But how do you what certificates it's associated with?

Keep in mind that the pfSense cert store isn't the only one that exists
Every Pad, Phone, PC, etc every device that makes TLS connections uses a system wide certificate file, here /usr/local/share/certs/ca-root-nss.crt - see also here /etc/ssl/certs/*

You've noticed that the pfSense Certificate store doesn't list all the certs found in /usr/local/share/certs/ca-root-nss.crt and that's good. If people start to mess with that list, thing will go downhill fast.

These are all 'auto signed' and are all the CAs that are 'trusted' out of the box.

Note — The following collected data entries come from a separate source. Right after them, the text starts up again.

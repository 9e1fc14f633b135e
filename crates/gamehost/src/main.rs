//! Cellquest Game Host
//!
//! Serves a scripted text adventure over WebSocket. Every player gets a
//! session that survives dropped sockets for a grace window and is resumed
//! by token.

mod adventure;
mod config;
mod context;
mod engine;
mod error;
mod game;
mod outlet;
mod pending;
mod ratelimit;
mod session;
mod store;
mod ws_server;

use anyhow::{Context, Result};
use clap::Parser;
use std::sync::Arc;
use tokio::net::TcpListener;
use tokio::signal;
use tracing::{error, info, Level};
use tracing_subscriber::{fmt, prelude::*, EnvFilter};

use crate::config::Args;
use crate::context::ExecutionContext;
use crate::ratelimit::ConnectLimiter;
use crate::session::SessionRegistry;
use crate::store::{FileStore, MemoryStore, SaveStore};

#[tokio::main]
async fn main() -> Result<()> {
    let args = Args::parse();

    setup_logging(&args.log_level)?;

    info!("Starting Cellquest Game Host v{}", env!("CARGO_PKG_VERSION"));

    let config = args.server_config();

    let store: Arc<dyn SaveStore> = match &config.save_dir {
        Some(dir) => {
            info!("Saving sessions under {}", dir.display());
            Arc::new(FileStore::new(dir))
        }
        None => {
            info!("Persistence disabled, saves kept in memory");
            Arc::new(MemoryStore::new())
        }
    };

    let context = if config.parallel_turns {
        info!("Script turns run in parallel");
        ExecutionContext::parallel()
    } else {
        ExecutionContext::new()
    };

    let registry = Arc::new(SessionRegistry::new(
        Arc::new(adventure::Adventure),
        store,
        context,
        ConnectLimiter::new(config.connect_rate),
        config.registry.clone(),
    ));
    let sweeper = registry.clone().spawn_cleanup_task();

    let listener = TcpListener::bind(config.bind)
        .await
        .with_context(|| format!("Failed to bind {}", config.bind))?;
    let app = ws_server::router(registry.clone(), config.idle_timeout);

    let server_handle = tokio::spawn(async move {
        if let Err(e) = ws_server::serve(listener, app).await {
            error!("Server error: {:#}", e);
        }
    });

    wait_for_shutdown(server_handle).await?;

    sweeper.abort();
    registry.shutdown().await;

    info!("Shutdown complete");
    Ok(())
}

/// Resolve on Ctrl+C, SIGTERM, or the server task ending
async fn wait_for_shutdown(server_handle: tokio::task::JoinHandle<()>) -> Result<()> {
    #[cfg(unix)]
    {
        let mut sigterm = signal::unix::signal(signal::unix::SignalKind::terminate())
            .context("Failed to setup SIGTERM handler")?;

        tokio::select! {
            _ = signal::ctrl_c() => {
                info!("Received Ctrl+C, shutting down...");
            }
            _ = sigterm.recv() => {
                info!("Received SIGTERM, shutting down...");
            }
            result = server_handle => {
                result.context("Server task failed")?;
            }
        }
    }

    #[cfg(not(unix))]
    {
        tokio::select! {
            _ = signal::ctrl_c() => {
                info!("Received Ctrl+C, shutting down...");
            }
            result = server_handle => {
                result.context("Server task failed")?;
            }
        }
    }

    Ok(())
}

/// Setup logging with tracing
fn setup_logging(level: &str) -> Result<()> {
    let log_level = level.parse::<Level>().unwrap_or(Level::INFO);

    let filter = EnvFilter::builder()
        .with_default_directive(log_level.into())
        .from_env_lossy();

    tracing_subscriber::registry()
        .with(filter)
        .with(fmt::layer().with_writer(std::io::stderr))
        .try_init()
        .context("Failed to install tracing subscriber")?;

    Ok(())
}
//! Reconnection logic with exponential backoff
//!
//! Delays between reconnect attempts after a dropped connection.

use std::time::Duration;

/// Reconnection configuration
#[derive(Debug, Clone)]
pub struct ReconnectConfig {
    /// Maximum backoff time between attempts
    pub max_backoff: Duration,
    /// Initial backoff time
    pub initial_backoff: Duration,
    /// Maximum number of attempts (None = infinite)
    pub max_attempts: Option<usize>,
}

impl Default for ReconnectConfig {
    fn default() -> Self {
        Self {
            max_backoff: Duration::from_secs(30),
            initial_backoff: Duration::from_secs(1),
            max_attempts: None,
        }
    }
}

/// Delay sequence: initial, doubling, capped at max
#[derive(Debug, Clone)]
pub struct Backoff {
    config: ReconnectConfig,
    current: Duration,
    attempt: usize,
}

impl Backoff {
    pub fn new(config: ReconnectConfig) -> Self {
        Self {
            current: config.initial_backoff,
            config,
            attempt: 0,
        }
    }

    /// Delay before the next attempt, or None once attempts are exhausted
    pub fn next_delay(&mut self) -> Option<Duration> {
        self.attempt += 1;
        if let Some(max) = self.config.max_attempts {
            if self.attempt >= max {
                return None;
            }
        }
        let delay = self.current;
        self.current = std::cmp::min(self.current * 2, self.config.max_backoff);
        Some(delay)
    }

    /// Back to the initial delay after a successful connection
    pub fn reset(&mut self) {
        self.current = self.config.initial_backoff;
        self.attempt = 0;
    }

    pub fn attempts(&self) -> usize {
        self.attempt
    }
}

#[cfg(test)]
mod tests {
    use super::*;

    #[test]
    fn test_reconnect_config_default() {
        let config = ReconnectConfig::default();
        assert_eq!(config.max_backoff, Duration::from_secs(30));
        assert_eq!(config.initial_backoff, Duration::from_secs(1));
        assert_eq!(config.max_attempts, None);
    }

    #[test]
    fn test_backoff_doubles_and_caps() {
        let mut backoff = Backoff::new(ReconnectConfig::default());
        let delays: Vec<u64> = (0..7)
            .map(|_| backoff.next_delay().unwrap().as_secs())
            .collect();
        assert_eq!(delays, vec![1, 2, 4, 8, 16, 30, 30]);

        backoff.reset();
        assert_eq!(backoff.next_delay(), Some(Duration::from_secs(1)));
    }

    #[test]
    fn test_backoff_respects_max_attempts() {
        let mut backoff = Backoff::new(ReconnectConfig {
            max_attempts: Some(3),
            ..Default::default()
        });
        assert!(backoff.next_delay().is_some());
        assert!(backoff.next_delay().is_some());
        assert!(backoff.next_delay().is_none());
    }
}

These lists are updated often as new trust chaines are signed (agreed upon) among the wold's ruling CA authorities.
These two folders are used when pfSense connects (as a client) to the (example) upgrade.netgate.com update/upgrade package server.

The pfSense Certificate store is a convenient place were the admin can keep the system's local certificates and intermediate certificates for the local server processes.

@chudak

Hey, your late to the party
Several others threads discuss the 'issue' already.
The solution is simple : delete it.

Btw : don't take "delete it" literal.
Of course I also wanted to say : get a pfSense config copy 'in case off'. And then delete it.

OK copy that

But how do you what certificates it's associated with?

Hey, your late to the party
Several others threads discuss the 'issue' already.
The solution is simple : delete it.

Btw : don't take "delete it" literal.
Of course I also wanted to say : get a pfSense config copy 'in case off'. And then delete it.